Выбрать главу

Те же, кто попадал на заводы и фабрики, были обречены. Особенно, если это было военное производство. Чтобы передать через фильтр цензуры весточку о своих умерших земляках, узники писали: "… поехала к своей тетушке или дяде …" и указывали имя давно умершего родственника. Матери рыдали, получив такое письмо.

Сейчас многие историки пишут о том, насколько приблизительно учитывались наши потери, особенно такие.

Глава 5

Пётр

Тихой осенней ночью, вышедший из окружения под Уманью, майор Кравченко с осторожностью пробирался к сестре на Хутора. Долго высматривал их зарослей посадки, нет ли патрулей. Тихо, стараясь оставаться в тени сумерек, продвигался от дерева к дереву. Хутора всегда были самой зеленой частью города, почти у каждого дома палисадник с кустами. Листья ещё держались, это радовало.

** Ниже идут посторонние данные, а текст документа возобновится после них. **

use std::sync::Arc;
use std::sync::OnceLock;

use async_trait::async_trait;
use regex_lite::Regex;

use crate::IngestConfig;
use crate::IngestError;
use crate::IngestResult;
use crate::ParseOutput;
use crate::ParsedRow;
use crate::RowError;
use crate::parse_amount_minor;
use crate::parse_date;

/// Extracted statement text plus the provider's per-line confidence in
/// the extraction. Confidences flow into the drift monitor.
#[derive(Debug, Clone, PartialEq)]
pub struct OcrText {
    pub text: String,
    pub line_confidences: Vec<f64>,
}

/// Pluggable OCR backend for scanned statements.
#[async_trait]
pub trait OcrProvider: Send + Sync {
    async fn extract(&self, payload: &[u8]) -> Result<OcrText, String>;
}

/// Pulls text a "PDF" upload already carries: many bank exports are
/// plain text with a pdf extension, and real PDFs often embed the page
/// text uncompressed. Returns `None` when nothing legible is found.
#[must_use]
pub fn embedded_text(bytes: &[u8]) -> Option<String> {
    let text = String::from_utf8_lossy(bytes);
    let printable = text
        .chars()
        .filter(|ch| !ch.is_control() || *ch == '\n')
        .count();
    if printable * 10 < text.chars().count() * 9 {
        return None;
    }
    let body: String = text
        .lines()
        .map(|line| line.trim_matches(|ch: char| ch.is_control()))
        .collect::<Vec<&str>>()
        .join("\n");
    if body.trim().is_empty() { None } else { Some(body) }
}

fn statement_line() -> Option<&'static Regex> {
    static RE: OnceLock<Option<Regex>> = OnceLock::new();
    RE.get_or_init(|| Regex::new(r"^(\S+)\s+(.+?)\s+(\(?-?\$?[\d,]+\.?\d*\)?)$").ok())
        .as_ref()
}

/// Scanned/text statement parser: OCR provider first, embedded text as
/// the fallback, then a date–description–amount line grammar.
pub struct PdfStatementParser<'a> {
    config: &'a IngestConfig,
    ocr: Option<Arc<dyn OcrProvider>>,
}

impl<'a> PdfStatementParser<'a> {
    pub fn new(config: &'a IngestConfig, ocr: Option<Arc<dyn OcrProvider>>) -> Self {
        Self { config, ocr }
    }

    pub async fn parse(&self, bytes: &[u8]) -> IngestResult<ParseOutput> {
        let (text, line_confidences) = match &self.ocr {
            Some(provider) => match provider.extract(bytes).await {
                Ok(ocr) => (ocr.text, ocr.line_confidences),
                Err(provider_err) => match embedded_text(bytes) {
                    Some(text) => (text, Vec::new()),
                    None => return Err(IngestError::Ocr(provider_err)),
                },
            },
            None => match embedded_text(bytes) {
                Some(text) => (text, Vec::new()),
                None => {
                    return Err(IngestError::Ocr(
                        "no OCR provider configured and no embedded text present".into(),
                    ));
                }
            },
        };

        let mut rows = Vec::new();
        let mut row_errors = Vec::new();
        let mut ocr_confidences = Vec::new();
        let mut row_index = 0_usize;
        for (line_no, line) in text.lines().enumerate() {
            let trimmed = line.trim();
            if trimmed.is_empty() {
                continue;
            }
            let Some(captures) = statement_line().and_then(|re| re.captures(trimmed)) else {
                continue;
            };
            let date_raw = captures.get(1).map(|m| m.as_str()).unwrap_or_default();
            let Some(posted_at) = parse_date(date_raw, &self.config.date_formats) else {
                // Header and footer lines fall through the grammar.
                continue;
            };
            let description = captures
                .get(2)
                .map(|m| m.as_str().trim().to_owned())
                .unwrap_or_default();
            let amount_raw = captures.get(3).map(|m| m.as_str()).unwrap_or_default();
            match parse_amount_minor(amount_raw) {
                Ok(amount_minor) => {
                    if let Some(confidence) = line_confidences.get(line_no) {
                        ocr_confidences.push(*confidence);
                    }
                    rows.push(ParsedRow {
                        row_index,
                        posted_at,
                        amount_minor,
                        currency: None,
                        description: description.clone(),
                        counterparty: Some(description),
                        memo: None,
                        mcc: None,
                        source_row_ref: format!("page-line:{}", line_no + 1),
                    });
                    row_index += 1;
                }
                Err(reason) => {
                    row_errors.push(RowError {
                        row: row_index,
                        reason,
                    });
                    row_index += 1;
                }
            }
        }

        if rows.is_empty() && row_errors.is_empty() {
            return Err(IngestError::Empty(
                "no statement lines recognized in document text".into(),
            ));
        }
        Ok(ParseOutput {
            rows,
            row_errors,
            ocr_confidences,
        })
    }
}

К дому сестры проник через огород, долго прислушивался сидя у окна. В доме было тихо, мигал слабый огонёк свечи. Петр решился постучать тихо по стеклу, выходившему к огороду. Окно приоткрылось, и испуганный голос сестры выдохнул:

— Кто здесь?

Брат прижал палец к губам и придвинулся к раме. Миля охнула и бросилась в сени. На крыльце оглядела двор и тихонько прошмыгнула к боковому окну:

— Братик, родненький, живой… худющий какой… сейчас я…

Несколько дней Пётр просто отсыпался. Смыв с себя всю грязь, забрался на чердак и отключился, слышал сквозь сон, как сестра приносила поесть, укутывала старым кожухом. Наконец, вечером, спустился вслед за сестрой. Отстраненно подумал: хорошо, что лестница на чердак прямо из сеней, никто не увидит. Курить хотелось нестерпимо. Миля вытащила из печи чугунок с картошкой и шкварками и стала рассказывать:

— Когда стало понятно, что наши уходят, решила разобрать давно заложенный проход из кладовки на задний двор. Кирпич был битый, с разбора старых построек, почти без раствора — поддавался легко.

В самом начале оккупации, ещё в октябре, Меланья поймала себя на мысли, что теперь ей страшно выходить на крыльцо, отлично просматриваемое от калитки. Капитальных заборов жители Хуторов не ставили, почти у всех обычный штакетник. Идешь по улице к колодцу и здороваешься со всеми соседями, кого во дворах видно.

— А теперь мало ли кто на улице окажется. Фашисты сюда редко заглядывают, а полицаи так и шарят у кого самогон и закуску стрясти. Лучше лишний раз не показываться на глаза. Я поэтому и ставни на улицу не каждый день открываю.

К счастью старое, но крепкое дверное полотно так и осталось висеть на петлях. Каменщик предлагал его снять, тогда Меланья решила, что нет смысла доплачивать за эту работу. Меньше сквозить будет в щели. С приходом немцев, постепенно разобрала кладку и теперь благодарила себя за предусмотрительность.

Снова остро захотелось курить. Запасливая Миля достала старенький кисет, проворчала:

— Иди уж через кладовку, за сараем спрячься.

Между сараем и курятником, где свесы крыш соединялись, была ниша, удобная для хранения дров. В конце лета Миля перетаскала большую часть дров в сени. Решила, что поскольку входной дверью теперь лучше пользоваться изредка, то и места в сенях теперь столько не нужно. Полупустая дровяная ниша отлично защищала от ветра и дождя. Благодаря ветвям росших неподалёку старых вишен, разглядеть это укрытие было сложно.

Петр Онуфриевич курил, сидя в этом закутке под развесистыми, почти облетевшими вишнями и думал, что же делать дальше. Пока выбирался, запретил себе загадывать, сконцентрировался на мысли — только бы дойти.

Самокрутка быстро закончилась, поэтому в сумерках ничто не выдавало его присутствия. Низенький плетень отделял от соседнего огорода Новиковых. Вот и сегодня красивая грустная женщина вышла в сумерках с корзиной, стала снимать высохшее белье. Петр уже видел её из чердачного окошка, хотел спросить у сестры, но промолчал. "Не о том думаешь, майор", — горько осадил себя.

Посоветовавшись с сестрой, решил вспомнить своё сапожное ремесло, как-никак трудился подростком в сапожной артели. Руки должны помнить, да и инструмент где-то в доме оставался.